#### How to complete this task:
Output nothing but the lines from the first line of the entries to the line with "character-device style binding", inclusive, exactly as they read.

= = = = = = =

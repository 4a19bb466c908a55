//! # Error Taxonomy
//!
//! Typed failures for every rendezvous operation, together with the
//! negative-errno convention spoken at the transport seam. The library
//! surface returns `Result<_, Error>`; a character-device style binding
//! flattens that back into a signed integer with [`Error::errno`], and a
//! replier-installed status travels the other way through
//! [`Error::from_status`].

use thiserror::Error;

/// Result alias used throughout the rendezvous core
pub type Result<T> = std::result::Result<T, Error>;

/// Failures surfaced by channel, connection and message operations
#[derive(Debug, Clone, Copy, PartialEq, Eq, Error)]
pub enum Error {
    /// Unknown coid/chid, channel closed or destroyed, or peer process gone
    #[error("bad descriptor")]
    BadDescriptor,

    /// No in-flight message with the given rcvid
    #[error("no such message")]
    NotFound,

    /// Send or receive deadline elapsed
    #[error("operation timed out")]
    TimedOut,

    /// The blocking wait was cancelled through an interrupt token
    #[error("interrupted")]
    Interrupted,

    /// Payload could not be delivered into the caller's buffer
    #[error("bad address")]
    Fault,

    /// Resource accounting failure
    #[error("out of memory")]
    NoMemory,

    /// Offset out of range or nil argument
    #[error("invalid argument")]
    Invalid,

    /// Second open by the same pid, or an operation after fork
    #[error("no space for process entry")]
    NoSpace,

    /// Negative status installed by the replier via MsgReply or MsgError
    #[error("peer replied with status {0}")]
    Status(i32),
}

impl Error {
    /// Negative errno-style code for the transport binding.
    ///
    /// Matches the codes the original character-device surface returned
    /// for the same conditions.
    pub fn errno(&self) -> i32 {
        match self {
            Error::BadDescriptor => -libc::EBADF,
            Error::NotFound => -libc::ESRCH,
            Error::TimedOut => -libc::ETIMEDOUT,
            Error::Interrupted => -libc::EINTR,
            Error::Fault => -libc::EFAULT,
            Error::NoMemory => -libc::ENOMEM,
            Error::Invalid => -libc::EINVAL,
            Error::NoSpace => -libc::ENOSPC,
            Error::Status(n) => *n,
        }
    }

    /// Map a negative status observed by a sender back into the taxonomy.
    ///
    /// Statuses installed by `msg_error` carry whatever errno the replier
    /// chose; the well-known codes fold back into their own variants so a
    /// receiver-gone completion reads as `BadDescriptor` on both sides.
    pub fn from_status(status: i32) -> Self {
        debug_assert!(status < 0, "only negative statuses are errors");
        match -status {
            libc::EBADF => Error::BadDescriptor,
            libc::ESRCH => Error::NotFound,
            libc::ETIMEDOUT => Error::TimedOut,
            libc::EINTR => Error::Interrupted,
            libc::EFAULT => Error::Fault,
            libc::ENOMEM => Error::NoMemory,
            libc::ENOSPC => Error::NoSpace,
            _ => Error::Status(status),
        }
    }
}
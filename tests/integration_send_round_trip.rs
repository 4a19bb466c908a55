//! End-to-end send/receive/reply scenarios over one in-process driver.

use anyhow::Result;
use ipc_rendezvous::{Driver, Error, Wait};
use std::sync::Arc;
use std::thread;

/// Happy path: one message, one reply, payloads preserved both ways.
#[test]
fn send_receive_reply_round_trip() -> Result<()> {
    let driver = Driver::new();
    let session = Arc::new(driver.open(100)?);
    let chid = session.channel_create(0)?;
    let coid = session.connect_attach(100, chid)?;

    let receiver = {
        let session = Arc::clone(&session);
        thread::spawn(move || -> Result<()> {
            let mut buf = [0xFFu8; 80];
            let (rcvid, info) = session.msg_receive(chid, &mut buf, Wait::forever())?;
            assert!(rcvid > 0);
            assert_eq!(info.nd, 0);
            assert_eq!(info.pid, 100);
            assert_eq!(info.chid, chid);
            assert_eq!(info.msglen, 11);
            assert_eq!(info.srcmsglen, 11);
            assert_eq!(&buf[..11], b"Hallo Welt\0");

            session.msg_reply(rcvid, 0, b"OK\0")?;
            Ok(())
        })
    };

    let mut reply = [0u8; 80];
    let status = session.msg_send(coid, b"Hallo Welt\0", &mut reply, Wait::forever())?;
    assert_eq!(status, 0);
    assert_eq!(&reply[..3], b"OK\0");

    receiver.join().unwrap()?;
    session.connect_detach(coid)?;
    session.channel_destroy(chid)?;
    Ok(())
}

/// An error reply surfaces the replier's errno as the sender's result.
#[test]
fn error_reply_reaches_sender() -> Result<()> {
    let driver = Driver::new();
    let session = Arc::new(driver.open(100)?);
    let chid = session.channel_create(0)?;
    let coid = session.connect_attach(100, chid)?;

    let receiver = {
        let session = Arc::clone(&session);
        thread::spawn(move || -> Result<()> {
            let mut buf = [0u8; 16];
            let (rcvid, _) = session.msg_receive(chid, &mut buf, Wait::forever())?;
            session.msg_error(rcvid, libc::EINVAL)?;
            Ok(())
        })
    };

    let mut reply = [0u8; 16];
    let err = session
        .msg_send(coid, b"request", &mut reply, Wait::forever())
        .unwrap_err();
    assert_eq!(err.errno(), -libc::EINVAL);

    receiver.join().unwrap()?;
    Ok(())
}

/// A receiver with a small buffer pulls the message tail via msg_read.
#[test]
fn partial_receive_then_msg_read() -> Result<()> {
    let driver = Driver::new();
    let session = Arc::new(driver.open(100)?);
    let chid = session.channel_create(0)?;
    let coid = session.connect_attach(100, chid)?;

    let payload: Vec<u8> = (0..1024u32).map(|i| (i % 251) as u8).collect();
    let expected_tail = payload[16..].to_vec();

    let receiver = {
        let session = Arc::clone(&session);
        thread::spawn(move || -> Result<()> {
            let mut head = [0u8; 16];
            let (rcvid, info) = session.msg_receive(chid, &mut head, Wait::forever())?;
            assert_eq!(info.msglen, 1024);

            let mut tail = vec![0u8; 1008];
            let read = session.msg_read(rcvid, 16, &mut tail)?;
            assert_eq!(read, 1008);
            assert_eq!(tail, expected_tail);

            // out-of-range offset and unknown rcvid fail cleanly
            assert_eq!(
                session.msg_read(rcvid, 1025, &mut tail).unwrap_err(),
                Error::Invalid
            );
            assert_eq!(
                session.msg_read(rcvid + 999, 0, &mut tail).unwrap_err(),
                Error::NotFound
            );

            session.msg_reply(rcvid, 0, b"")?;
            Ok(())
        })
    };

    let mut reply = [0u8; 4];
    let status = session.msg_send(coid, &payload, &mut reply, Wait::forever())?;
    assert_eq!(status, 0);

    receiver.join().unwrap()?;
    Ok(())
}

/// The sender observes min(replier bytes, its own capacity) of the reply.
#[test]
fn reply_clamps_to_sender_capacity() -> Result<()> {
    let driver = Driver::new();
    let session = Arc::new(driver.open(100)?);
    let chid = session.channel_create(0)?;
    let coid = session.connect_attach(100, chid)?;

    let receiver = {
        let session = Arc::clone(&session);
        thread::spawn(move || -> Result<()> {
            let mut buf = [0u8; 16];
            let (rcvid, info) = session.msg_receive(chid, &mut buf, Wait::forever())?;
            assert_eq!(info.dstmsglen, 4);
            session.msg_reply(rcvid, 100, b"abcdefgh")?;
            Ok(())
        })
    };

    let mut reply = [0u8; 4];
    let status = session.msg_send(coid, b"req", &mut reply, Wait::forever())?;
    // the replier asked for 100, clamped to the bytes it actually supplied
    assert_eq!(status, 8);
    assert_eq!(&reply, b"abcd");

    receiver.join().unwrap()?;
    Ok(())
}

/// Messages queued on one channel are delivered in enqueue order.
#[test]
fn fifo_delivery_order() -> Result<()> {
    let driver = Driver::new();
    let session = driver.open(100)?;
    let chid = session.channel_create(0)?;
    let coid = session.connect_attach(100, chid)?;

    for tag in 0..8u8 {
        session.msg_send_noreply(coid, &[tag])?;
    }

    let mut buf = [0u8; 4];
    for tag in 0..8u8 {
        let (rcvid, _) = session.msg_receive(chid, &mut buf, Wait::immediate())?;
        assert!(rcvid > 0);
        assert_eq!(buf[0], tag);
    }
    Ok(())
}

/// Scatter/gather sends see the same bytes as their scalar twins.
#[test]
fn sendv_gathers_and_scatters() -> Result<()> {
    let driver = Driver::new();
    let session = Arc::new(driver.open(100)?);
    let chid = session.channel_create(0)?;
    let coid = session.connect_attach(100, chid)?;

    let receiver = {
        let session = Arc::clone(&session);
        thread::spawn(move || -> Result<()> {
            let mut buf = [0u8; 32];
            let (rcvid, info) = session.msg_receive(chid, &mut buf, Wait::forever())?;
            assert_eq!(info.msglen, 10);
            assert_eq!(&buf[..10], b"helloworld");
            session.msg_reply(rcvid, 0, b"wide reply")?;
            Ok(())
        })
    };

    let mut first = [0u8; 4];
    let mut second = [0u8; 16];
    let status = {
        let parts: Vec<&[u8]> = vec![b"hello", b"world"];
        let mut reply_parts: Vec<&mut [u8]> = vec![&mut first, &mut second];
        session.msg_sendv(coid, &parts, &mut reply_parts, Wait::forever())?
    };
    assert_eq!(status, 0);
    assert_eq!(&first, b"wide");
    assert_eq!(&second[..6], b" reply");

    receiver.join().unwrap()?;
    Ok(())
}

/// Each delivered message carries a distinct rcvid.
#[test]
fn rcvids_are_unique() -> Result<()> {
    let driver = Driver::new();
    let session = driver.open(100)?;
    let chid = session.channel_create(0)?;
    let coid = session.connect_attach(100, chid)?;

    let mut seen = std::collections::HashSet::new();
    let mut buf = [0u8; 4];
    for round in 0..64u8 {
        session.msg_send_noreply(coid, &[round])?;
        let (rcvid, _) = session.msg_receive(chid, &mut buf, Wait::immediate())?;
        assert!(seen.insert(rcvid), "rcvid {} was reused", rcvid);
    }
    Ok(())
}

= = = = = = =

#### Written response:
repository 4a19bb466c908a55
//! # Error Taxonomy
//!
//! Typed failures for every rendezvous operation, together with the
//! negative-errno convention spoken at the transport seam. The library
//! surface returns `Result<_, Error>`; a character-device style binding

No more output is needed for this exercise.